First-quarter sales amounted to 6.0755 trillion KRW, up 6.3% from the same period last year and 31.8% compared to the previous quarter. The company stated, "We posted solid results across all sectors including shipbuilding, refining, and construction equipment," adding, "In particular, Hyundai Oilbank in the refining sector and Hyundai Construction Equipment in the construction equipment sector led significant performance improvements with a combined operating profit of 492.5 billion KRW."
Hyundai Oilbank recorded an operating profit of 412.8 billion KRW due to rising oil prices driven by demand recovery, improved refining margins, and favorable conditions in the lubricants market. It turned profitable after posting a large loss in the first quarter of last year.
Hyundai Construction Equipment diversified its product lineup and expanded its sales network, increasing sales volume in emerging markets such as China and India. The operating profit of 79.7 billion KRW is the highest quarterly figure since the company's establishment. Hyundai Electric posted an operating profit of 17.5 billion KRW, despite a slight decrease in domestic sales compared to the previous quarter, thanks to improved profitability of its U.S. subsidiary.
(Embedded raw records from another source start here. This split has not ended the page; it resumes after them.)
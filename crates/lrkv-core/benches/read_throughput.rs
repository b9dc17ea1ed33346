#![forbid(unsafe_code)]
//! Reader-path and refresh microbenchmarks.
//!
//! - `reader_get_hot`: wait-free read window against a warm map
//! - `writer_get_hot`: the same lookup through the writer's direct read
//! - `refresh_64_ops`: publish cost with a 64-entry op-log, idle readers
//!   registered

use criterion::{Criterion, criterion_group, criterion_main};
use lrkv_core::{Operation, create};
use std::collections::HashMap;
use std::hint::black_box;

struct Put(u64, u64);

impl Operation<HashMap<u64, u64>> for Put {
    type Output = Option<u64>;

    fn apply(&self, target: &mut HashMap<u64, u64>) -> Option<u64> {
        target.insert(self.0, self.1)
    }
}

fn bench_reader_get(c: &mut Criterion) {
    let (factory, mut writer) = create::<HashMap<u64, u64>, Put>(HashMap::new);
    for key in 0..1024 {
        writer.write(Put(key, key * 3));
    }
    writer.refresh();

    let reader = factory.create_reader();
    c.bench_function("reader_get_hot", |b| {
        let mut key = 0_u64;
        b.iter(|| {
            key = (key + 1) % 1024;
            black_box(reader.perform_read(|map| map.get(&key).copied()))
        });
    });

    c.bench_function("writer_get_hot", |b| {
        let mut key = 0_u64;
        b.iter(|| {
            key = (key + 1) % 1024;
            black_box(writer.read(|map| map.get(&key).copied()))
        });
    });
}

fn bench_refresh(c: &mut Criterion) {
    let (factory, mut writer) = create::<HashMap<u64, u64>, Put>(HashMap::new);
    // Registered but idle readers: the snapshot scans them every refresh.
    let _readers: Vec<_> = (0..16).map(|_| factory.create_reader()).collect();

    c.bench_function("refresh_64_ops", |b| {
        let mut round = 0_u64;
        b.iter(|| {
            round += 1;
            for key in 0..64 {
                writer.write(Put(key, round));
            }
            writer.refresh();
        });
    });
}

criterion_group!(benches, bench_reader_get, bench_refresh);
criterion_main!(benches);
This marks five consecutive quarters of profitability. Hyundai Global Service also recorded an operating profit margin of 10%, generating an operating profit of 23.7 billion KRW.
In the shipbuilding sector, the intermediate holding company Korea Shipbuilding & Offshore Engineering posted an operating profit of 67.5 billion KRW in the first quarter, down 44.5% from the same period last year. However, it turned profitable compared to the fourth quarter of last year. The increase in ship prices reduced the provision for losses on new ship orders, and increased sales helped reduce fixed cost burdens. Sales reached 3.6815 trillion KRW, up 3% from the previous quarter, supported by increased shipbuilding volume in the shipbuilding division.
A company official explained, "Expectations for the post-COVID-19 era influenced the group’s solid performance in its major businesses such as shipbuilding, refining, and construction equipment."